Yuck--fortunately, I can't recall having had that. A long time ago, I sometimes would get an ad on a pause banner (and this recurred a few years ago a few times, but then, thankfully, disappeared).


----------



## barnabas1969 (Aug 22, 2013)

Mikeguy said:


> Yuck--fortunately, I can't recall having had that. A long time ago, I sometimes would get an ad on a pause banner (and this recurred a few years ago a few times, but then, thankfully, disappeared).


I tried pressing the 30-second-skip-forward button, FFWD, and the SKIP button, but it would not allow me to skip the ad.

I wouldn't mind if they play ads when I pause a show.


----------



## EWiser (Oct 2, 2008)

They use to have ad content before that you could watch. Short video content that was in your shows list that was downloaded during the night.


----------



## barnabas1969 (Aug 22, 2013)

EWiser said:


> They use to have ad content before that you could watch. Short video content that was in your shows list that was downloaded during the night.


I pay for cable TV, and all of the channels (except the premium channels) force me to skip commercials. That's bad enough. Now. I pay Tivo... and Tivo is going to force me to watch commercials that I cannot skip? That's outrageous.


----------



## Mikeguy (Jul 28, 2005)

barnabas1969 said:


> I tried pressing the 30-second-skip-forward button, FFWD, and the SKIP button, but it would not allow me to skip the ad.
> 
> *I wouldn't mind if they play ads when I pause a show.*


That would be one of the lesser objectionable alternatives. But I tell ya', it still was kinda disgusting to see/have--it just "interrupted the experience" (the thing that you paid big bucks for--what, $550 for a Lifetime subscription nowadays, and then you get ads?).


----------



## barnabas1969 (Aug 22, 2013)

Mikeguy said:


> That would be one of the lesser objectionable alternatives. But I tell ya', it still was kinda disgusting to see/have--it just "interrupted the experience" (the thing that you paid big bucks for--what, $550 for a Lifetime subscription nowadays, and then you get ads?).


I am a recent convert to Tivo. I was a long-time Windows Media Center user.

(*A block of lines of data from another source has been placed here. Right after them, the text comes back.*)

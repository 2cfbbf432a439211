use chrono::NaiveDate;
use rust_decimal::Decimal;
use serde::{Deserialize, Serialize};

use personnel_core::{EmployeeId, Entity};

use crate::dates;

/// The one role that sits at the top of the hierarchy and has no boss.
pub const CEO_ROLE: &str = "CEO";

/// Whether `role` names the CEO role (case-insensitive).
pub fn is_ceo_role(role: &str) -> bool {
    role.to_lowercase() == CEO_ROLE.to_lowercase()
}

/// Candidate employee as received from a client, before validation.
///
/// Every field is optional or defaulted so that an incomplete payload still
/// reaches the validator and gets a full list of messages back instead of a
/// deserialization failure.
#[derive(Debug, Clone, Default, PartialEq, Serialize, Deserialize)]
#[serde(rename_all = "camelCase", default)]
pub struct EmployeeForm {
    /// Present on full updates; ignored on create.
    pub id: Option<String>,
    pub first_name: String,
    pub last_name: String,
    #[serde(deserialize_with = "dates::deserialize_opt")]
    pub birthdate: Option<NaiveDate>,
    #[serde(deserialize_with = "dates::deserialize_opt")]
    pub employment_date: Option<NaiveDate>,
    pub home_address: String,
    pub current_salary: Option<Decimal>,
    pub role: String,
    pub boss_id: Option<String>,
}

/// Employee fields that passed validation (everything except the id).
#[derive(Debug, Clone, PartialEq, Eq, Serialize, Deserialize)]
#[serde(rename_all = "camelCase")]
pub struct EmployeeDetails {
    pub first_name: String,
    pub last_name: String,
    pub birthdate: NaiveDate,
    pub employment_date: NaiveDate,
    pub home_address: String,
    pub current_salary: Decimal,
    pub role: String,
    #[serde(default, skip_serializing_if = "Option::is_none")]
    pub boss_id: Option<EmployeeId>,
}

/// A stored employee record.
#[derive(Debug, Clone, PartialEq, Eq, Serialize, Deserialize)]
pub struct Employee {
    pub id: EmployeeId,
    #[serde(flatten)]
    pub details: EmployeeDetails,
}

impl Employee {
    pub fn new(id: EmployeeId, details: EmployeeDetails) -> Self {
        Self { id, details }
    }
}

impl Entity for Employee {
    type Id = EmployeeId;

    fn id(&self) -> &Self::Id {
        &self.id
    }
}

/// Head count and mean salary for one role.
///
/// `average_salary` is `None` when no employee holds the role; the mean of an
/// empty set is left undefined rather than reported as zero.
#[derive(Debug, Clone, PartialEq, Eq, Serialize)]
#[serde(rename_all = "camelCase")]
pub struct RoleSalaryStats {
    pub count: u64,
    pub average_salary: Option<Decimal>,
}

impl RoleSalaryStats {
    /// Compute the stats from the salaries of every matching employee.
    ///
    /// `None` when the salary total does not fit in a `Decimal`.
    pub fn from_salaries<I>(salaries: I) -> Option<Self>
    where
        I: IntoIterator<Item = Decimal>,
    {
        let (count, total) = salaries
            .into_iter()
            .try_fold((0u64, Decimal::ZERO), |(n, sum), s| {
                Some((n + 1, sum.checked_add(s)?))
            })?;
        let average_salary = (count > 0).then(|| total / Decimal::from(count));
        Some(Self { count, average_salary })
    }
}

#[cfg(test)]
mod tests {
    use super::*;
    use rust_decimal::Decimal;

    fn details() -> EmployeeDetails {
        EmployeeDetails {
            first_name: "Ann".to_string(),
            last_name: "Smith".to_string(),
            birthdate: NaiveDate::from_ymd_opt(1990, 4, 12).unwrap(),
            employment_date: NaiveDate::from_ymd_opt(2015, 9, 1).unwrap(),
            home_address: "1 Main St".to_string(),
            current_salary: Decimal::new(450_050, 2),
            role: "Engineer".to_string(),
            boss_id: Some("64b7f0c2a1d3e4f5a6b7c8d9".parse().unwrap()),
        }
    }

    #[test]
    fn ceo_role_is_case_insensitive() {
        assert!(is_ceo_role("CEO"));
        assert!(is_ceo_role("ceo"));
        assert!(is_ceo_role("Ceo"));
        assert!(!is_ceo_role("CEO "));
        assert!(!is_ceo_role("CTO"));
    }

    #[test]
    fn employee_serializes_as_flat_camel_case_document() {
        let employee = Employee::new("0123456789abcdef01234567".parse().unwrap(), details());
        let json = serde_json::to_value(&employee).unwrap();

        assert_eq!(json["id"], "0123456789abcdef01234567");
        assert_eq!(json["firstName"], "Ann");
        assert_eq!(json["birthdate"], "1990-04-12");
        assert_eq!(json["employmentDate"], "2015-09-01");
        assert_eq!(json["bossId"], "64b7f0c2a1d3e4f5a6b7c8d9");
        assert_eq!(json["currentSalary"].as_f64(), Some(4500.5));
    }

    #[test]
    fn form_tolerates_missing_fields_and_datetime_strings() {
        let form: EmployeeForm = serde_json::from_str(
            r#"{"firstName":"Ann","birthdate":"1990-04-12T00:00:00","currentSalary":1200.5}"#,
        )
        .unwrap();

        assert_eq!(form.first_name, "Ann");
        assert_eq!(form.last_name, "");
        assert_eq!(form.birthdate, NaiveDate::from_ymd_opt(1990, 4, 12));
        assert_eq!(form.employment_date, None);
        assert_eq!(form.current_salary, Some(Decimal::new(12005, 1)));
        assert_eq!(form.boss_id, None);
    }

    #[test]
    fn role_stats_average_over_matching_salaries() {
        let stats =
            RoleSalaryStats::from_salaries([Decimal::from(1000), Decimal::from(2000)]).unwrap();
        assert_eq!(stats.count, 2);
        assert_eq!(stats.average_salary, Some(Decimal::from(1500)));
    }

    #[test]
    fn role_stats_over_empty_set_has_no_average() {
        let stats = RoleSalaryStats::from_salaries(Vec::new()).unwrap();
        assert_eq!(stats.count, 0);
        assert_eq!(stats.average_salary, None);
    }

    #[test]
    fn role_stats_refuse_a_total_that_overflows() {
        let huge: Decimal = "50000000000000000000000000000".parse().unwrap();
        assert_eq!(RoleSalaryStats::from_salaries([huge, huge]), None);
        assert!(RoleSalaryStats::from_salaries([huge, Decimal::ONE]).is_some());
    }

    #[test]
    fn salary_keeps_every_digit_on_the_wire() {
        let mut precise = details();
        precise.current_salary = "12345678901234567.89".parse().unwrap();
        let employee = Employee::new("0123456789abcdef01234567".parse().unwrap(), precise);

        let json = serde_json::to_string(&employee).unwrap();
        assert!(json.contains(r#""currentSalary":12345678901234567.89"#), "{json}");

        let form: EmployeeForm =
            serde_json::from_str(r#"{"currentSalary":12345678901234567.89}"#).unwrap();
        assert_eq!(form.current_salary, Some("12345678901234567.89".parse().unwrap()));
    }
}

When I saw the ad at the beginning of a recording, I was certainly taken aback... since I'm paying TiVo for their "service". Thankfully the ad was short. I don't remember what it was about... it was some kind of political ad... I think it was something about "register to vote".


----------



## barnabas1969 (Aug 22, 2013)

Frankly, I wasn't sure if it was a normal part of the "Tivo experience".


----------



## Mikeguy (Jul 28, 2005)

barnabas1969 said:


> Frankly, I wasn't sure if it was a normal part of the "Tivo experience".


It better _not _be.


----------



## CIR-Engineering (Sep 24, 2017)

Unfortunately it's the new user experience...

TiVo inserting short advert before playing a recording

I may be done with TiVo if I can't opt out.

craigr


----------



## barnabas1969 (Aug 22, 2013)

CIR-Engineering said:


> Unfortunately it's the new user experience...
> 
> TiVo inserting short advert before playing a recording
> 
> ...


You and I disagree about some things, but I agree with you on this.

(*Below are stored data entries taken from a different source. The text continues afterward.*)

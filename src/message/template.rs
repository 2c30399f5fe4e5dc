//! Message templates and per-token message construction

/// Command used when no template arguments are given
pub const DEFAULT_COMMAND: &str = "drop";

/// Fixed argument list every token is combined into
#[derive(Debug, Clone, PartialEq, Eq)]
pub struct MessageTemplate {
    args: Vec<String>,
    marker: Option<String>,
}

impl MessageTemplate {
    /// Create a template from positional arguments and an optional marker
    ///
    /// With no arguments the template is `["drop"]`, or `["drop", marker]`
    /// when a marker is configured.
    pub fn new(args: Vec<String>, marker: Option<String>) -> Self {
        let args = if args.is_empty() {
            let mut default = vec![DEFAULT_COMMAND.to_string()];
            default.extend(marker.clone());
            default
        } else {
            args
        };
        Self { args, marker }
    }

    pub fn args(&self) -> &[String] {
        &self.args
    }

    pub fn marker(&self) -> Option<&str> {
        self.marker.as_deref()
    }

    /// True when a marker is configured but no slot contains it
    pub fn missing_marker(&self) -> bool {
        match &self.marker {
            Some(marker) => !self.args.iter().any(|arg| arg.contains(marker.as_str())),
            None => false,
        }
    }

    /// Builder for this template, in append or substitute mode
    pub fn builder(&self) -> MessageBuilder {
        match &self.marker {
            None => {
                let mut message = Vec::with_capacity(self.args.len() + 1);
                message.extend(self.args.iter().cloned());
                message.push(String::new());
                MessageBuilder::Append { message }
            }
            Some(marker) => MessageBuilder::Substitute {
                template: self.args.clone(),
                marker: marker.clone(),
                message: vec![String::new(); self.args.len()],
            },
        }
    }
}

/// Builds one message per token, reusing its backing storage
///
/// The returned slice borrows the builder, so a message has to be written
/// out before the next one can be built.
#[derive(Debug, Clone)]
pub enum MessageBuilder {
    /// template ++ [token]
    Append { message: Vec<String> },
    /// template with every marker occurrence replaced by the token
    Substitute {
        template: Vec<String>,
        marker: String,
        message: Vec<String>,
    },
}

impl MessageBuilder {
    /// Build the message for `item`
    pub fn build(&mut self, item: &str) -> &[String] {
        match self {
            MessageBuilder::Append { message } => {
                if let Some(last) = message.last_mut() {
                    last.clear();
                    last.push_str(item);
                }
                message.as_slice()
            }
            MessageBuilder::Substitute {
                template,
                marker,
                message,
            } => {
                for (slot, source) in message.iter_mut().zip(template.iter()) {
                    slot.clear();
                    replace_into(slot, source, marker, item);
                }
                message.as_slice()
            }
        }
    }
}

/// Append `source` to `out` with every `marker` replaced by `item`
///
/// An empty marker matches nothing.
fn replace_into(out: &mut String, source: &str, marker: &str, item: &str) {
    if marker.is_empty() {
        out.push_str(source);
        return;
    }

    let mut last = 0;
    for (idx, _) in source.match_indices(marker) {
        out.push_str(&source[last..idx]);
        out.push_str(item);
        last = idx + marker.len();
    }
    out.push_str(&source[last..]);
}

I recently converted from Windows Media Center to Tivo.

I am paying Tivo for a monthly service. I believe that it is wrong for Tivo to FORCE me to watch and advertisement before I am allowed to watch one of my recordings.

My recordings come from my cable provider. I already paid my cable provider for those recordings.

So, why should I be forced to watch a commercial from TIVO???


----------



## Resist (Dec 21, 2003)

One of Tivo's selling points was that we could skip commercials. Now Tivo is adding commercials? Wow!


----------